Collected data entries
■ ■ ■ ■ ■
//! Mixing core of a multipoint (MCU) media server
//!
//! Receives decoded audio and video from many concurrently connected
//! participants, assigns each one a reusable slot, routes congestion
//! feedback back toward the sources, and composites every slot into a
//! single encoded output stream.
//!
//! # Example
//!
//! ```no_run
//! use std::sync::Arc;
//!
//! use mcu_mixer::{MediaSource, MixingHub, OutputPacket, OutputReceiver, SourceId};
//! use mcu_mixer::media::VideoFrame;
//!
//! struct Transport;
//!
//! impl OutputReceiver for Transport {
//!     fn receive(&self, packet: OutputPacket) {
//!         println!("{:?} packet, {} bytes", packet.kind, packet.payload.len());
//!     }
//! }
//!
//! struct Participant(SourceId);
//!
//! impl MediaSource for Participant {
//!     fn id(&self) -> SourceId {
//!         self.0
//!     }
//! }
//!
//! #[tokio::main]
//! async fn main() -> mcu_mixer::Result<()> {
//!     let hub = MixingHub::new(Arc::new(Transport));
//!
//!     let participant = Arc::new(Participant(SourceId::new(1)));
//!     let slot = hub.add_source(participant)?;
//!     println!("participant mixed in slot {}", slot);
//!
//!     let frame = VideoFrame::blank(320, 240).into_buffer(0);
//!     hub.deliver_video_data(frame, SourceId::new(1))?;
//!
//!     hub.shutdown().await
//! }
//! ```
//!
//! # Modules
//!
//! - [`mixer`]: hub, slot table, buffer manager, task runner, compositor
//! - [`pipeline`]: processing elements linked through named pads
//! - [`media`]: buffers, frames, codec descriptors and encoders
//! - [`stats`]: hub and per-slot statistics

pub mod error;
pub mod media;
pub mod mixer;
pub mod pipeline;
pub mod stats;

pub use error::{Error, Result};
pub use mixer::{
    BufferConfig, DeliveryStatus, FeedbackSink, MediaSink, MediaSource, MixerConfig, MixingHub,
    OutputPacket, OutputReceiver, SourceId,
};
pub use stats::{HubStats, SlotStats};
■ ■ ■ ■ ■
Exercise requirements
Give the number of lines in the records where the word "impl" shows up. Nothing else belongs in the reply.

Result of this task
2